▶ _What is being asked_
Below are the entries; tally the lines holding the string "result" and give only that figure.

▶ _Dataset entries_
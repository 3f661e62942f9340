//! End-to-end tests for artifact generation

use astgen_codegen::{declarations_unit, generate, Artifacts, EmitOptions};
use astgen_common::GenError;
use astgen_schema::{builtin_registry, parse_schema_text, registry_from_tables};
use pretty_assertions::assert_eq;
use std::collections::HashSet;

#[test]
fn test_generation_is_idempotent() {
    let options = EmitOptions::default();
    let first = generate(&builtin_registry().unwrap(), &options);
    let second = generate(&builtin_registry().unwrap(), &options);
    assert_eq!(first, second);
}

#[test]
fn test_discriminator_completeness() {
    let registry = builtin_registry().unwrap();
    let unit = declarations_unit(&registry, &EmitOptions::default());
    let node_type = unit.enum_named("NodeType").unwrap();

    assert_eq!(node_type.members.len(), registry.variant_count());
    let unique: HashSet<_> = node_type.members.iter().collect();
    assert_eq!(unique.len(), node_type.members.len());

    for (family, variant) in registry.variants() {
        let tag = format!("NODE_{}", variant.name.to_uppercase());
        assert!(
            node_type.members.contains(&tag),
            "{} ({}) has no discriminator",
            variant.name,
            family.group
        );
    }
}

#[test]
fn test_break_statement_scenario() {
    let registry = registry_from_tables(&[(
        "stmt",
        &["Stmt: Node self", "Break: Token keyword"] as &[&str],
    )])
    .unwrap();
    let Artifacts {
        operations,
        declarations,
    } = generate(&registry, &EmitOptions::default());

    assert!(declarations.contains("typedef enum {\n    NODE_BREAK,\n} NodeType;"));
    assert!(declarations.contains("struct Break {\n    Stmt self;\n    Token keyword;\n};"));
    assert!(operations.contains("void writeStmtArray(StmtArray* stmtArray, Stmt* stmt) {"));
    assert!(operations.contains("GROW_ARRAY(Stmt*, stmtArray->stmts, oldCapacity, stmtArray->capacity);"));
    assert!(operations.contains("FREE_ARRAY(Stmt*, stmtArray->stmts, stmtArray->capacity);"));
}

#[test]
fn test_field_order_is_preserved() {
    let registry = builtin_registry().unwrap();
    let unit = declarations_unit(&registry, &EmitOptions::default());

    for (family, variant) in registry.variants() {
        let record = unit.record(&variant.name).unwrap();
        assert_eq!(record.members[0].name, "self");
        assert_eq!(record.members[0].ty.base, family.base_name());
        assert_eq!(&record.members[1..], variant.fields.as_slice());
    }
}

#[test]
fn test_builtin_declarations_header() {
    let declarations = generate(&builtin_registry().unwrap(), &EmitOptions::default()).declarations;
    let expected_prefix = r#"#ifndef saffron_AST_H
#define saffron_AST_H

#include "../scanner.h"
#include "../value.h"
#include "../memory.h"

typedef enum {
    TYPE_FUNCTION,
    TYPE_SCRIPT,
    TYPE_METHOD,
    TYPE_INITIALIZER,
} FunctionType;

typedef enum {
    TYPE_FIELD,
    TYPE_VARIABLE,
} AssignmentType;

#define ALLOCATE_NODE(type, nodeType) (type*) allocateNode(sizeof(type), nodeType)

#ifndef GROW_CAPACITY
#define GROW_CAPACITY(capacity) ((capacity) < 8 ? 8 : (capacity) * 2)
#endif

typedef enum {
    NODE_SIMPLE,
    NODE_FUNCTOR,
"#;
    assert!(declarations.starts_with(expected_prefix));

    let family_block = r#"typedef struct {
    Node self;
    TypeNode* type;
} Expr;

typedef struct {
    int count;
    int capacity;
    Expr** exprs;
} ExprArray;

void initExprArray(ExprArray* exprArray);
void writeExprArray(ExprArray* exprArray, Expr* expr);
void freeExprArray(ExprArray* exprArray);
"#;
    assert!(declarations.contains(family_block));
    assert!(declarations.contains(
        "struct Class {\n    Stmt self;\n    Token name;\n    struct Variable* superclass;\n    StmtArray body;\n    TypeNodeArray generics;\n};"
    ));
}

#[test]
fn test_malformed_schema_writes_nothing() {
    let dir = tempfile::tempdir().unwrap();
    let out = dir.path().join("generated");

    let result = parse_schema_text("[stmt]\nStmt : Node self\nBreak Token keyword\n", "bad.schema")
        .map(|registry| generate(&registry, &EmitOptions::default()))
        .and_then(|artifacts| artifacts.write_to(&out, &EmitOptions::default()));

    assert!(matches!(result, Err(GenError::MissingSeparator { .. })));
    assert!(!out.exists());
}

#[test]
fn test_collision_writes_nothing() {
    let dir = tempfile::tempdir().unwrap();
    let out = dir.path().join("generated");

    let schema = "[expr]\nExpr : Node self\nGetItem : Token name\n[stmt]\nStmt : Node self\nGETITEM : Token name\n";
    let result = parse_schema_text(schema, "bad.schema")
        .map(|registry| generate(&registry, &EmitOptions::default()))
        .and_then(|artifacts| artifacts.write_to(&out, &EmitOptions::default()));

    assert!(matches!(result, Err(GenError::DiscriminatorCollision { .. })));
    assert!(!out.exists());
}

▶ _Task solution_
4